▶ [Provided records]:
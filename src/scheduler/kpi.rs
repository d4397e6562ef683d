//! Fairness metrics.
//!
//! Summarises how evenly evaluations are spread over the roster.
//!
//! # Metrics
//!
//! | Metric | Definition |
//! |--------|-----------|
//! | Min / Max | Lowest and highest tally |
//! | Spread | max − min (0 or 1 means perfectly even) |
//! | Mean | Average tally |
//! | Unevaluated | Teams never handed to a judge |
//! | Total | Sum of all tallies |

use super::FairnessCounter;

/// Evaluation spread indicators.
#[derive(Debug, Clone, PartialEq)]
pub struct FairnessKpi {
    /// Lowest tally.
    pub min_evaluations: u32,
    /// Highest tally.
    pub max_evaluations: u32,
    /// Mean tally.
    pub mean_evaluations: f64,
    /// Number of teams with a zero tally.
    pub unevaluated_teams: usize,
    /// Sum of all tallies.
    pub total_evaluations: u64,
}

impl FairnessKpi {
    /// Computes indicators from the current tally.
    pub fn calculate(counter: &FairnessCounter) -> Self {
        let counts = counter.counts();
        let min_evaluations = counts.iter().min().copied().unwrap_or(0);
        let max_evaluations = counts.iter().max().copied().unwrap_or(0);
        let total_evaluations: u64 = counts.iter().map(|&c| u64::from(c)).sum();
        let unevaluated_teams = counts.iter().filter(|&&c| c == 0).count();

        let mean_evaluations = if counts.is_empty() {
            0.0
        } else {
            total_evaluations as f64 / counts.len() as f64
        };

        Self {
            min_evaluations,
            max_evaluations,
            mean_evaluations,
            unevaluated_teams,
            total_evaluations,
        }
    }

    /// max − min.
    pub fn spread(&self) -> u32 {
        self.max_evaluations - self.min_evaluations
    }

    /// Whether no team is more than `tolerance` evaluations ahead of another.
    pub fn is_balanced(&self, tolerance: u32) -> bool {
        self.spread() <= tolerance
    }
}

#[cfg(test)]
mod tests {
    use super::*;
    use crate::models::{roster, TeamId};

    #[test]
    fn test_kpi_fresh_counter() {
        let kpi = FairnessKpi::calculate(&FairnessCounter::new(roster(1, 4)));
        assert_eq!(kpi.spread(), 0);
        assert_eq!(kpi.unevaluated_teams, 4);
        assert_eq!(kpi.total_evaluations, 0);
        assert!(kpi.is_balanced(0));
    }

    #[test]
    fn test_kpi_values() {
        let mut counter = FairnessCounter::new(roster(1, 4));
        counter.record(TeamId(1));
        counter.record(TeamId(1));
        counter.record(TeamId(1));
        counter.record(TeamId(2));

        let kpi = FairnessKpi::calculate(&counter);
        assert_eq!(kpi.min_evaluations, 0);
        assert_eq!(kpi.max_evaluations, 3);
        assert_eq!(kpi.spread(), 3);
        assert_eq!(kpi.unevaluated_teams, 2);
        assert_eq!(kpi.total_evaluations, 4);
        assert!((kpi.mean_evaluations - 1.0).abs() < 1e-10);
        assert!(!kpi.is_balanced(1));
    }

    #[test]
    fn test_kpi_empty_counter() {
        let kpi = FairnessKpi::calculate(&FairnessCounter::default());
        assert_eq!(kpi.mean_evaluations, 0.0);
        assert_eq!(kpi.spread(), 0);
    }
}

▶ [Exercise instructions]: Up to and including the line with "let max_evaluations = counts.iter().max().copied().unwrap_or(0);", transcribe the entries above exactly, starting from their first line.

▶ [Written solution]:
filename src/scheduler/kpi.rs
repository d4397e6562ef683d
//! Fairness metrics.
//!
//! Summarises how evenly evaluations are spread over the roster.
//!
//! # Metrics
//!
//! | Metric | Definition |
//! |--------|-----------|
//! | Min / Max | Lowest and highest tally |
//! | Spread | max − min (0 or 1 means perfectly even) |
//! | Mean | Average tally |
//! | Unevaluated | Teams never handed to a judge |
//! | Total | Sum of all tallies |

use super::FairnessCounter;

/// Evaluation spread indicators.
#[derive(Debug, Clone, PartialEq)]
pub struct FairnessKpi {
    /// Lowest tally.
    pub min_evaluations: u32,
    /// Highest tally.
    pub max_evaluations: u32,
    /// Mean tally.
    pub mean_evaluations: f64,
    /// Number of teams with a zero tally.
    pub unevaluated_teams: usize,
    /// Sum of all tallies.
    pub total_evaluations: u64,
}

impl FairnessKpi {
    /// Computes indicators from the current tally.
    pub fn calculate(counter: &FairnessCounter) -> Self {
        let counts = counter.counts();
        let min_evaluations = counts.iter().min().copied().unwrap_or(0);
        let max_evaluations = counts.iter().max().copied().unwrap_or(0);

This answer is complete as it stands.